__Problem to solve__:
Go through the entries below and tally the lines containing the string "QdrantTargetConfig"; report only the tally.

__Data for the task__:
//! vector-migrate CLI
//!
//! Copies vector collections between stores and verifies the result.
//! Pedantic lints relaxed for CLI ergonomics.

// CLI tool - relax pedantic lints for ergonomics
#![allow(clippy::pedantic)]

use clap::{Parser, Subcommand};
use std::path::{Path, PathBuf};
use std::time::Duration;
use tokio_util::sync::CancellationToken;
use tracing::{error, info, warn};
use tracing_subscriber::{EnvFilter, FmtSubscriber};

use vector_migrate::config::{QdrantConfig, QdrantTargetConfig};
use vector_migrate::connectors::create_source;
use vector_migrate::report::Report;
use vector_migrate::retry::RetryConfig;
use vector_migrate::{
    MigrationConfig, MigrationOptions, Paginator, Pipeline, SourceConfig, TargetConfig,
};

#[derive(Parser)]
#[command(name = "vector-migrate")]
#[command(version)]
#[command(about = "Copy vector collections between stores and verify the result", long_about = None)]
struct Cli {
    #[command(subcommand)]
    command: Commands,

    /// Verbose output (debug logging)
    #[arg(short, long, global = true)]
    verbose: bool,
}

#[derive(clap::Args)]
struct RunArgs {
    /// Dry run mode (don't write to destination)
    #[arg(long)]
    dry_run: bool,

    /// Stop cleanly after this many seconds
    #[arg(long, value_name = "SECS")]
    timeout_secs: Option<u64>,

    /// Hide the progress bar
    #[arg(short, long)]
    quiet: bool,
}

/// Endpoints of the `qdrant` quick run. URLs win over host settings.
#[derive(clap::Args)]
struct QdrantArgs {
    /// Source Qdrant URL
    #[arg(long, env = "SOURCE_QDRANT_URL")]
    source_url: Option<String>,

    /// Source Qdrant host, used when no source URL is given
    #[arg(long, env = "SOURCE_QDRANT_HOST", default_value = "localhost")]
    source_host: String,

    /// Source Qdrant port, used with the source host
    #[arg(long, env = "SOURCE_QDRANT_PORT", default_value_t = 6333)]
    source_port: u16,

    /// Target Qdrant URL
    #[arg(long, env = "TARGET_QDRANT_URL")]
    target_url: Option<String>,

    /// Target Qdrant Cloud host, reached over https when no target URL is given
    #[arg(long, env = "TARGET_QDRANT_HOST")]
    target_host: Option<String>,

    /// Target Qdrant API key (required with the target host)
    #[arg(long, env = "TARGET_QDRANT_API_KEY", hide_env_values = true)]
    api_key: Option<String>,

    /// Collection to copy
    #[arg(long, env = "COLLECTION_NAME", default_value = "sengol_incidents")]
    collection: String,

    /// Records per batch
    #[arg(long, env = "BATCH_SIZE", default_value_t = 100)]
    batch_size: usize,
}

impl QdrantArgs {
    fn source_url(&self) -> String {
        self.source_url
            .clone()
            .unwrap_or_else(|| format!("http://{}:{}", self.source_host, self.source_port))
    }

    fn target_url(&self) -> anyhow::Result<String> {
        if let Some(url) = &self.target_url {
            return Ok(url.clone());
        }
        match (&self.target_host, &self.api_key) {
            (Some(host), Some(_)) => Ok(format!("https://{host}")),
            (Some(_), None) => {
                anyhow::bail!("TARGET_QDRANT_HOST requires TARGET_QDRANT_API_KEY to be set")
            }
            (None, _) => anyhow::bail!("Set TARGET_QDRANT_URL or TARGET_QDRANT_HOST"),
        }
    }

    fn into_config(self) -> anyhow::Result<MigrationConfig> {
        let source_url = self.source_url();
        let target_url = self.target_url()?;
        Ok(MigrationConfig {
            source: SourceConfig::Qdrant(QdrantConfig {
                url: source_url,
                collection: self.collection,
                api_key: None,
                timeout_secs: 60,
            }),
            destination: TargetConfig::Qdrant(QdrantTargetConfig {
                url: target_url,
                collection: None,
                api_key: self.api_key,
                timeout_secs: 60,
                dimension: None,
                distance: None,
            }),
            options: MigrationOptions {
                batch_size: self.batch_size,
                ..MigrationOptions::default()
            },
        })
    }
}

__Task result__:
2